Боже мой, чего не умеем, чего не можем!»

Но «математика, медицина, физика, механика, музыка с своими буими сестрами, чем изобилнее их вкушаем, тем пуще палит сердце паше голод и жажда, а грубая наша остолбенелость не может догадаться, что все они суть служанки при госпоже и хвост при своей голове, без которой весь тулуб (туловище. — 10. Л.), недействителен».

И в этом, и во множестве других высказываний Сковороды — тревога: не слишком ли точные науки кичатся своим всемогуществом и универсальностью, своей громко афишируемой способностью сделать человека окончательно счастливым?

«Проповедует о щастии историк, благовестит химик, возвещает путь щастия физик, логик, грамматик, землемер, воин, откупщик, часовщик, знатный и подлый, богат и убог, живый и мертвый… Все на седалище учителей сели; каждый себе науку сию присвоил.

Но их ли дело учить, судить, знать о блаженстве?»

Нет, полагает он, не их. Более того, каждая из этих почтенных областей знания может обратиться в пагубу человеку и часто уже обращалась, потому что чем самозабвеннее уходит он в познание внешнего мира, тем все более второстепенной становится для пего забота о познании самого себя.

В XVIII веке наш отечественный мыслитель решительно выступал против односторонности в познании. А для этого и ему приходилось быть односторонним: «Брось Коперниковски сферы. Глянь в сердечный пещеры!» «Я наук не хулю», — вынужден был оправдываться Сковорода, обращаясь не столько к современникам, сколько к потомкам. Он лишь требовал меры, трезвости, преимущественного внимания человека к духовным проблемам.

Теперь мы можем отчасти понять, каким должно было быть его самочувствие, когда он оказался в прибавочных классах. Ведь курс доброправия — он не мог не заметить этого сразу — был в подобной обстановке не более чем формальностью, реверансом перед традициями старой «гуманитарной» школы.

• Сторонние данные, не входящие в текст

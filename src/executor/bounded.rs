//! Slot-counting executor on a dedicated rayon pool.
//!
//! `capacity` slots guard the renderer. A submission either takes a free
//! slot, and a slot runner is spawned onto the pool, or joins the FIFO
//! backlog. A runner keeps pulling from the backlog until it is empty and only
//! then gives its slot back, so queued jobs start in submission order without
//! a separate dispatcher thread.
//!
//! Renderer panics are caught per job and reported as
//! [`ExecutorError::Panicked`]; the runner carries on with the backlog.

use super::{
    Completion, ExecutorError, JobExecutor, JobHandle, JobResult, completion_pair, panic_message,
};
use crate::imaging::{RenderJob, Renderer};
use parking_lot::Mutex;
use std::collections::VecDeque;
use std::panic::{self, AssertUnwindSafe};
use std::sync::Arc;
use tracing::warn;

struct Pending {
    job: RenderJob,
    done: Completion,
}

#[derive(Default)]
struct Slots {
    active: usize,
    backlog: VecDeque<Pending>,
}

struct Shared {
    capacity: usize,
    slots: Mutex<Slots>,
    renderer: Arc<dyn Renderer>,
}

pub struct BoundedExecutor {
    shared: Arc<Shared>,
    pool: rayon::ThreadPool,
}

impl BoundedExecutor {
    pub fn new(capacity: usize, renderer: Arc<dyn Renderer>) -> Result<Self, ExecutorError> {
        let capacity = capacity.max(1);
        let pool = rayon::ThreadPoolBuilder::new()
            .num_threads(capacity)
            .thread_name(|i| format!("render-slot-{i}"))
            .build()
            .map_err(|e| ExecutorError::Pool(e.to_string()))?;

        Ok(Self {
            shared: Arc::new(Shared {
                capacity,
                slots: Mutex::new(Slots::default()),
                renderer,
            }),
            pool,
        })
    }

    /// Jobs waiting for a slot.
    pub fn backlog_len(&self) -> usize {
        self.shared.slots.lock().backlog.len()
    }
}

impl JobExecutor for BoundedExecutor {
    fn submit(&self, job: RenderJob) -> JobHandle {
        let (done, handle) = completion_pair();
        let pending = Pending { job, done };

        let admitted = {
            let mut slots = self.shared.slots.lock();
            if slots.active < self.shared.capacity {
                slots.active += 1;
                Some(pending)
            } else {
                slots.backlog.push_back(pending);
                None
            }
        };

        if let Some(first) = admitted {
            let shared = Arc::clone(&self.shared);
            self.pool.spawn(move || run_slot(&shared, first));
        }
        handle
    }

    fn capacity(&self) -> usize {
        self.shared.capacity
    }
}

/// Run `first`, then drain the backlog. Releases the slot when nothing is left.
fn run_slot(shared: &Shared, first: Pending) {
    let mut next = Some(first);
    while let Some(Pending { job, done }) = next {
        done.complete(run_one(shared.renderer.as_ref(), &job));

        next = {
            let mut slots = shared.slots.lock();
            let queued = slots.backlog.pop_front();
            if queued.is_none() {
                slots.active -= 1;
            }
            queued
        };
    }
}

fn run_one(renderer: &dyn Renderer, job: &RenderJob) -> JobResult {
    match panic::catch_unwind(AssertUnwindSafe(|| renderer.render(job))) {
        Ok(result) => result.map_err(ExecutorError::from),
        Err(payload) => {
            let message = panic_message(&*payload);
            warn!(source = %job.source.display(), panic = %message, "renderer panicked");
            Err(ExecutorError::Panicked(message))
        }
    }
}

#[cfg(test)]
mod tests {
    use super::*;
    use crate::imaging::backend::tests::{MockRenderer, job};
    use std::time::Duration;
    use tempfile::TempDir;

    fn submit_many(executor: &BoundedExecutor, tmp: &TempDir, names: &[&str]) -> Vec<JobHandle> {
        names
            .iter()
            .map(|n| {
                let out = tmp.path().join(format!("{n}_240.jpg"));
                executor.submit(job(&format!("/src/{n}"), &out))
            })
            .collect()
    }

    #[test]
    fn runs_a_single_job() {
        let tmp = TempDir::new().unwrap();
        let renderer = Arc::new(MockRenderer::new());
        let executor = BoundedExecutor::new(2, renderer.clone()).unwrap();

        let handle = executor.submit(job("/src/a.jpg", &tmp.path().join("a.jpg_240.jpg")));

        handle.wait().unwrap();
        assert!(tmp.path().join("a.jpg_240.jpg").exists());
        assert_eq!(renderer.render_count(), 1);
    }

    #[test]
    fn zero_capacity_is_raised_to_one() {
        let executor = BoundedExecutor::new(0, Arc::new(MockRenderer::new())).unwrap();
        assert_eq!(executor.capacity(), 1);
    }

    #[test]
    fn never_exceeds_capacity() {
        let tmp = TempDir::new().unwrap();
        let renderer = Arc::new(MockRenderer::with_delay(Duration::from_millis(20)));
        let executor = BoundedExecutor::new(3, renderer.clone()).unwrap();

        let names: Vec<String> = (0..6).map(|i| format!("{i}.jpg")).collect();
        let refs: Vec<&str> = names.iter().map(String::as_str).collect();
        for handle in submit_many(&executor, &tmp, &refs) {
            handle.wait().unwrap();
        }

        assert_eq!(renderer.render_count(), 6);
        assert!(renderer.max_active() <= 3, "max_active = {}", renderer.max_active());
        assert!(renderer.max_active() >= 1);
    }

    #[test]
    fn backlog_starts_in_submission_order() {
        let tmp = TempDir::new().unwrap();
        let renderer = Arc::new(MockRenderer::with_delay(Duration::from_millis(5)));
        let executor = BoundedExecutor::new(1, renderer.clone()).unwrap();

        let handles = submit_many(&executor, &tmp, &["a.jpg", "b.jpg", "c.jpg", "d.jpg"]);
        for handle in handles {
            handle.wait().unwrap();
        }

        let order: Vec<_> = renderer
            .recorded()
            .iter()
            .map(|j| j.source.display().to_string())
            .collect();
        assert_eq!(order, vec!["/src/a.jpg", "/src/b.jpg", "/src/c.jpg", "/src/d.jpg"]);
        assert_eq!(renderer.max_active(), 1);
        assert_eq!(executor.backlog_len(), 0);
    }

    #[test]
    fn failure_is_isolated_to_its_handle() {
        let tmp = TempDir::new().unwrap();
        let renderer =
            Arc::new(MockRenderer::new().failing_when(|j| j.source.ends_with("bad.jpg")));
        let executor = BoundedExecutor::new(2, renderer.clone()).unwrap();

        let handles = submit_many(&executor, &tmp, &["a.jpg", "bad.jpg", "c.jpg", "d.jpg"]);
        let results: Vec<_> = handles.into_iter().map(JobHandle::wait).collect();

        assert!(results[0].is_ok());
        assert!(matches!(
            results[1],
            Err(ExecutorError::Render(crate::imaging::RenderError::ProcessingFailed(_)))
        ));
        assert!(results[2].is_ok());
        assert!(results[3].is_ok());
    }

    #[test]
    fn panic_is_reported_and_executor_keeps_working() {
        let tmp = TempDir::new().unwrap();
        let renderer =
            Arc::new(MockRenderer::new().panicking_when(|j| j.source.ends_with("boom.jpg")));
        let executor = BoundedExecutor::new(1, renderer.clone()).unwrap();

        let handles = submit_many(&executor, &tmp, &["boom.jpg", "after.jpg"]);
        let results: Vec<_> = handles.into_iter().map(JobHandle::wait).collect();

        match &results[0] {
            Err(ExecutorError::Panicked(msg)) => assert!(msg.contains("boom.jpg")),
            other => panic!("expected Panicked, got {other:?}"),
        }
        assert!(results[1].is_ok());
        assert!(tmp.path().join("after.jpg_240.jpg").exists());
    }
}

Отвечать формальностью на формальность — читать в таких вот условиях добропорядочный, старомодный катехизис, с невозмутимым видом отбыть положенные часы и тихонько отойти в сторону, — это мог бы сделать кто-нибудь другой, только не Сковорода.

Здесь, как и везде, он хотел быть свободным от всяческой формальности. Если невозможна свобода внешняя, то возможна внутренняя. А она состоит в том, чтобы говорить слушателям свое, хотя бы и на их языке. Так ведь и всегда изъясняется истина — на языке тех, кому она себя хочет открыть.

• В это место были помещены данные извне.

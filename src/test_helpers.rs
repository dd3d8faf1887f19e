//! Shared test utilities for the thumbwright test suite.
//!
//! Provides synthetic source images and engine configs rooted in a temp
//! directory, so tests never touch a real photo collection.
//!
//! # Usage
//!
//! ```rust
//! use crate::test_helpers::*;
//!
//! let tmp = tempfile::TempDir::new().unwrap();
//! let config = test_config(tmp.path());
//! let photo = add_photo(&config, "2023/dawn.jpg", 400, 300);
//! ```

use crate::config::EngineConfig;
use image::{ImageEncoder, RgbImage};
use std::path::{Path, PathBuf};

// =========================================================================
// Synthetic images
// =========================================================================

/// Create a small valid JPEG file with the given dimensions.
pub fn create_test_jpeg(path: &Path, width: u32, height: u32) {
    if let Some(parent) = path.parent() {
        std::fs::create_dir_all(parent).unwrap();
    }
    let img = RgbImage::from_fn(width, height, |x, y| {
        image::Rgb([(x % 256) as u8, (y % 256) as u8, 128])
    });
    let file = std::fs::File::create(path).unwrap();
    let writer = std::io::BufWriter::new(file);
    image::codecs::jpeg::JpegEncoder::new(writer)
        .write_image(img.as_raw(), width, height, image::ExtendedColorType::Rgb8)
        .unwrap();
}

/// Create a JPEG like [`create_test_jpeg`] carrying an EXIF orientation tag.
///
/// The pixels are stored `width`x`height`; a decoder that honours the tag
/// sees them rotated or flipped.
pub fn create_oriented_test_jpeg(path: &Path, width: u32, height: u32, orientation: u16) {
    create_test_jpeg(path, width, height);
    let jpeg = std::fs::read(path).unwrap();
    assert_eq!(&jpeg[..2], &[0xFF, 0xD8], "not a JPEG");

    // APP1 "Exif" segment: big-endian TIFF header, one IFD with tag 0x0112
    let mut tiff = Vec::new();
    tiff.extend_from_slice(b"MM\0\x2A");
    tiff.extend_from_slice(&8u32.to_be_bytes());
    tiff.extend_from_slice(&1u16.to_be_bytes());
    tiff.extend_from_slice(&0x0112u16.to_be_bytes());
    tiff.extend_from_slice(&3u16.to_be_bytes()); // SHORT
    tiff.extend_from_slice(&1u32.to_be_bytes());
    tiff.extend_from_slice(&orientation.to_be_bytes());
    tiff.extend_from_slice(&[0, 0]);
    tiff.extend_from_slice(&0u32.to_be_bytes());

    let mut payload = b"Exif\0\0".to_vec();
    payload.extend_from_slice(&tiff);
    let segment_len = (payload.len() + 2) as u16;

    let mut out = jpeg[..2].to_vec();
    out.extend_from_slice(&[0xFF, 0xE1]);
    out.extend_from_slice(&segment_len.to_be_bytes());
    out.extend_from_slice(&payload);
    out.extend_from_slice(&jpeg[2..]);
    std::fs::write(path, out).unwrap();
}

// =========================================================================
// Configs
// =========================================================================

/// Default config with all three roots inside `root` and two render slots.
pub fn test_config(root: &Path) -> EngineConfig {
    let mut config = EngineConfig::default();
    config.paths.images = root.join("images");
    config.paths.transcoded = root.join("transcoded");
    config.paths.faces = root.join("faces");
    config.threading.thumbnail_threads = 2;
    config
}

/// Write a synthetic JPEG at `rel` under the config's images root.
pub fn add_photo(config: &EngineConfig, rel: &str, width: u32, height: u32) -> PathBuf {
    let path = config.paths.images.join(rel);
    create_test_jpeg(&path, width, height);
    path
}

Вот и замелькали в его лекциях обороты и сравнения, употребление которых было потом поставлено ему в вину.

Бога он сравнивал с механиком, который следит за работой часового механизма на башне. Или с математиком и геометром, что «непрестанно в пропорциях и размерах упражняется». Обряды именовал церемониями, а церковь — камердинером вместо отсутствующего господина. Об истине говорил, что она является толпе под маскарадной личиной. Конечно, для механических, математических и танцевальных умов сравнения такого рода как раз были по вкусу. Этот маневр Сковороды на современном филологическом языке называется «приемом остранения»: общеизвестная мысль подается в новом, дерзком, подчас изменяющем ее до неузнаваемости обличье.